----- Records for processing -----

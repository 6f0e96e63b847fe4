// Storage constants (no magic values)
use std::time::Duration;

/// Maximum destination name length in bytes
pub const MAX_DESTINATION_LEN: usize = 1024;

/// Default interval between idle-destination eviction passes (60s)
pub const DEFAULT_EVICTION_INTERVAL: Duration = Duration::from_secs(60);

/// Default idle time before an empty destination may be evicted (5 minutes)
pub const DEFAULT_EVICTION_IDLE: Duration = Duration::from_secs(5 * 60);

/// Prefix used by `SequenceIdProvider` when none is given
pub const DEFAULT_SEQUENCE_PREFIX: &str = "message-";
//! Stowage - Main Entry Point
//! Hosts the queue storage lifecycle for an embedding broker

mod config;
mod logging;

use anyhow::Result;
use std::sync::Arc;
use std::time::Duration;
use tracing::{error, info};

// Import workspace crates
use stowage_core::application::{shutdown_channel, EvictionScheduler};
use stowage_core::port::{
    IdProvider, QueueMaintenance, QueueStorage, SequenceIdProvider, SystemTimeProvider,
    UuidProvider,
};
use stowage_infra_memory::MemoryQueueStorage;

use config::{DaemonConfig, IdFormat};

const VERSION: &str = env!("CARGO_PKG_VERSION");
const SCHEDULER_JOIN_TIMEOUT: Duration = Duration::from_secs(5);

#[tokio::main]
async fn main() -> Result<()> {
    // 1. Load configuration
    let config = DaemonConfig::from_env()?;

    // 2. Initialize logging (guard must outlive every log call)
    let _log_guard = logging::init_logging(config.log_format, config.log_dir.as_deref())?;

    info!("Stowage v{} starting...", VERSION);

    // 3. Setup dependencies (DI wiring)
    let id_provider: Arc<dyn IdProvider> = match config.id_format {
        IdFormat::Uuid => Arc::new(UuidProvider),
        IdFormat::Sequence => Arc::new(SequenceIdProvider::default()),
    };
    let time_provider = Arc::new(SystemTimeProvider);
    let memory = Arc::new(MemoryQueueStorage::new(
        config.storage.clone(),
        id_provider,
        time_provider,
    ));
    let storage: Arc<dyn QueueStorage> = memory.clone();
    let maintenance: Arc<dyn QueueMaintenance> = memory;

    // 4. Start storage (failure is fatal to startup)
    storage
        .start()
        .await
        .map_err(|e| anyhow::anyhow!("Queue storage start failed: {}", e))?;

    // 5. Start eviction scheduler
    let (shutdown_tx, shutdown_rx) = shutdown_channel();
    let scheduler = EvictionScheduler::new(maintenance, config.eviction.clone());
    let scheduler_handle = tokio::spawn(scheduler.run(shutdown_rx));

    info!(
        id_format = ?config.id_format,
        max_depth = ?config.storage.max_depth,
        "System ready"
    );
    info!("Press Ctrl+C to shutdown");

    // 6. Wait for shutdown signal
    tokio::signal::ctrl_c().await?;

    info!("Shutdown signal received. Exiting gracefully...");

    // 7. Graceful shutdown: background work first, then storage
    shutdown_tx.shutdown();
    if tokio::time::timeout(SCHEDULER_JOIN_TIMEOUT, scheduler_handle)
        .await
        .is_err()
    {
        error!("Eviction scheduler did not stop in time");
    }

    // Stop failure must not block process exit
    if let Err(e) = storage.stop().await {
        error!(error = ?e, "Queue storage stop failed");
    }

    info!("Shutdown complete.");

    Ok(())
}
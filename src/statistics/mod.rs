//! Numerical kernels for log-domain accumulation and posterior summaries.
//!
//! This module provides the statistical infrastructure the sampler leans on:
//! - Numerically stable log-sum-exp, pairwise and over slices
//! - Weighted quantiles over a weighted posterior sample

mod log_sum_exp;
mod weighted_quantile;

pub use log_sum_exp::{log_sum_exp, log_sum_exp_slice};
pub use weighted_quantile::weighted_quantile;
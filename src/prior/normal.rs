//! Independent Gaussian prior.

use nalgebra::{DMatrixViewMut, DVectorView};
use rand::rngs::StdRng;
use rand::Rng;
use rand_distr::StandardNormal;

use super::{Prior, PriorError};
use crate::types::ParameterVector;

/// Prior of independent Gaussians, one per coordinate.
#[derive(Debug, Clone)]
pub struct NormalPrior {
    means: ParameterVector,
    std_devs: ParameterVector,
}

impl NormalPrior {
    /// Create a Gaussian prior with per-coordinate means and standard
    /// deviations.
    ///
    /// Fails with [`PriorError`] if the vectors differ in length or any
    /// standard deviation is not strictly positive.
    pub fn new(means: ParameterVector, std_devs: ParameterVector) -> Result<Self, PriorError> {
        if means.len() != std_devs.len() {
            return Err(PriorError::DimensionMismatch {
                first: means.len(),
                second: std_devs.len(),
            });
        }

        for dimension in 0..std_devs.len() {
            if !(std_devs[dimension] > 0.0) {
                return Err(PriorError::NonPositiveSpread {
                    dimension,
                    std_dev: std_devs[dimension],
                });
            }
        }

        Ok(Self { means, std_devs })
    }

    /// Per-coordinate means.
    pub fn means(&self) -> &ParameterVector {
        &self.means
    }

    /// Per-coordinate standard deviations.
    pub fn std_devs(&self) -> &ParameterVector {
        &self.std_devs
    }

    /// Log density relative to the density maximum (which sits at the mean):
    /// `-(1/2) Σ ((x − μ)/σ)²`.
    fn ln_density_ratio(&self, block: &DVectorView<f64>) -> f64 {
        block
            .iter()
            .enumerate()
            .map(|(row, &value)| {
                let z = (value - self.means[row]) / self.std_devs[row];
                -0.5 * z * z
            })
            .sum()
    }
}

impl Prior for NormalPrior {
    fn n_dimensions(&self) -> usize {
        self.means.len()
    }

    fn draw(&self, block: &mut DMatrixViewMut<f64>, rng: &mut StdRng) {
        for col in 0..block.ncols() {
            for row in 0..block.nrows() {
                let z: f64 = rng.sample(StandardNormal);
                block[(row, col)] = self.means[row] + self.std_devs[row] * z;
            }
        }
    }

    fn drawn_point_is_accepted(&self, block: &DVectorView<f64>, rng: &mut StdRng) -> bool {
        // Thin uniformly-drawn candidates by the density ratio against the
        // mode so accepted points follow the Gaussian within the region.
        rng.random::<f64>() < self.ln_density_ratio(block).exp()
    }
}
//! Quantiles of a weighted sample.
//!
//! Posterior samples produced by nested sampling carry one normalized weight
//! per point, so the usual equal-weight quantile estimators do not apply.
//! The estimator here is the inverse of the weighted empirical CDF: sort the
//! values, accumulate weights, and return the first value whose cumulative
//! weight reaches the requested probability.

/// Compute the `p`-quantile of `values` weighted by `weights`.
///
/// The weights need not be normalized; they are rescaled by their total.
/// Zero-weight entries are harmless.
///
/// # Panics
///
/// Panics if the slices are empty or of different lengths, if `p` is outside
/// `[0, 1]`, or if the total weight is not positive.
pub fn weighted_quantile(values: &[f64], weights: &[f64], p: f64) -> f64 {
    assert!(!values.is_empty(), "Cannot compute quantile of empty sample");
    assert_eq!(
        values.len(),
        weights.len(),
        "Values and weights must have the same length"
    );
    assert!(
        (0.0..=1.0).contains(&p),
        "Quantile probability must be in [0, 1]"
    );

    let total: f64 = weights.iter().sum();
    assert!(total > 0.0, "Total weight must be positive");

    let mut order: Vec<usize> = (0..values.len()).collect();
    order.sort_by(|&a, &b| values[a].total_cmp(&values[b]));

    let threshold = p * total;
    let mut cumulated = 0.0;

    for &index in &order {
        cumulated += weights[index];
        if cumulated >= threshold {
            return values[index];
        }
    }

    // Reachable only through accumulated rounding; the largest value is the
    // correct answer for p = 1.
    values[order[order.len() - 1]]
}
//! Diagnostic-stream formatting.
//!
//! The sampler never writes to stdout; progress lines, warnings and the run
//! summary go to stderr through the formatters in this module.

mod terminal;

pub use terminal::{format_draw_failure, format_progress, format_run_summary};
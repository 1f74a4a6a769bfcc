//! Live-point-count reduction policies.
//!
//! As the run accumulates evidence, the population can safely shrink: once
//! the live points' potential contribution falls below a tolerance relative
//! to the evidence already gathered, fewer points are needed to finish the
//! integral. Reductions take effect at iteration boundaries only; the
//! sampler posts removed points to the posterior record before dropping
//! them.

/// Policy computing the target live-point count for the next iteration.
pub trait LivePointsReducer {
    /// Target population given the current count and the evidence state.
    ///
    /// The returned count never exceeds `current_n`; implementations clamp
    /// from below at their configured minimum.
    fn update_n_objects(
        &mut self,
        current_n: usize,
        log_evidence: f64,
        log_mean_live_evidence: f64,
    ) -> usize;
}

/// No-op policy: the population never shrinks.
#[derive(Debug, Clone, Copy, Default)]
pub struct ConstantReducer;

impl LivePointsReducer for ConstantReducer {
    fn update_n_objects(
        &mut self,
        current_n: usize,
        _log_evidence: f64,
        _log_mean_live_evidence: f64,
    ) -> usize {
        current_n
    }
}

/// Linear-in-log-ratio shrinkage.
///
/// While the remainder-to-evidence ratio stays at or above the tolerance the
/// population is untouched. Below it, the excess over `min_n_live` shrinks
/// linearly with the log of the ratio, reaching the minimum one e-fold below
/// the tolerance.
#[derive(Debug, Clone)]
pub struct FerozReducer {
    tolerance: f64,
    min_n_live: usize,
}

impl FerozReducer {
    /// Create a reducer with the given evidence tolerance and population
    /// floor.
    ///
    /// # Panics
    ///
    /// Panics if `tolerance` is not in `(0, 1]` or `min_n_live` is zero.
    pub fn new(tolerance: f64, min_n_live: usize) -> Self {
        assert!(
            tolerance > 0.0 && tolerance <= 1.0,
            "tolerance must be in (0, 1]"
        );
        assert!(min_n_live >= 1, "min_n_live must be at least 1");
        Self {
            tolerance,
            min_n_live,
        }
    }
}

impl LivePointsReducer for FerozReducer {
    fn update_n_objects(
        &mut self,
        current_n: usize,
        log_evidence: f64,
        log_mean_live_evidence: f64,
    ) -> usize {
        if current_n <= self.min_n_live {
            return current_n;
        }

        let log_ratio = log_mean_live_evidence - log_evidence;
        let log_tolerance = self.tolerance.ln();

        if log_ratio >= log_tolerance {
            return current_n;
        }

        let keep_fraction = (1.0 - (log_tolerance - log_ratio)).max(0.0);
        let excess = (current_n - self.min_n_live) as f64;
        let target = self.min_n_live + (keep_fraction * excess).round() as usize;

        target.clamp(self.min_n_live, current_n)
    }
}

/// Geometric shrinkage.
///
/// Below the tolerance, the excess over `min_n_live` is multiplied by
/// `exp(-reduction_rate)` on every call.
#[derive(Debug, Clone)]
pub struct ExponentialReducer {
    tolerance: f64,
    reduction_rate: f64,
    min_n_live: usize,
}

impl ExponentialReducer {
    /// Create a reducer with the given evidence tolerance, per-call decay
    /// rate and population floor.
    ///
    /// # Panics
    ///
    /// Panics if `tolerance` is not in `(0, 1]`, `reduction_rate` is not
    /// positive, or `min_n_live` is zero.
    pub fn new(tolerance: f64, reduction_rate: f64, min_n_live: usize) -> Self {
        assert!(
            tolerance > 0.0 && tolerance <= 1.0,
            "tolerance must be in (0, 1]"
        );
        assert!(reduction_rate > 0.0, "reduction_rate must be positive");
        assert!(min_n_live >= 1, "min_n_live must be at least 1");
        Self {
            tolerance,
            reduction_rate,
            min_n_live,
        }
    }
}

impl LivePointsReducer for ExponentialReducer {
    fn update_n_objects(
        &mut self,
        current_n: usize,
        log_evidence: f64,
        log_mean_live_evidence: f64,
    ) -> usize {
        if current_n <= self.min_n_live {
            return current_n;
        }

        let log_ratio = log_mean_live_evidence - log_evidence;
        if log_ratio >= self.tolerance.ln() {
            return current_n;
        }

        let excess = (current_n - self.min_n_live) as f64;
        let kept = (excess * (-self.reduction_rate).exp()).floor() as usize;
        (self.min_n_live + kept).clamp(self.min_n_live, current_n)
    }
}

-----

Action item -
Find the line with "pub const DEFAULT_EVICTION_IDLE: Duration" in the entries above. Retype it and each line after it, exactly, through the line with "use anyhow::Result;", and stop there.

Solution to the exercise -
pub const DEFAULT_EVICTION_IDLE: Duration = Duration::from_secs(5 * 60);

/// Prefix used by `SequenceIdProvider` when none is given
pub const DEFAULT_SEQUENCE_PREFIX: &str = "message-";
//! Stowage - Main Entry Point
//! Hosts the queue storage lifecycle for an embedding broker

mod config;
mod logging;

use anyhow::Result;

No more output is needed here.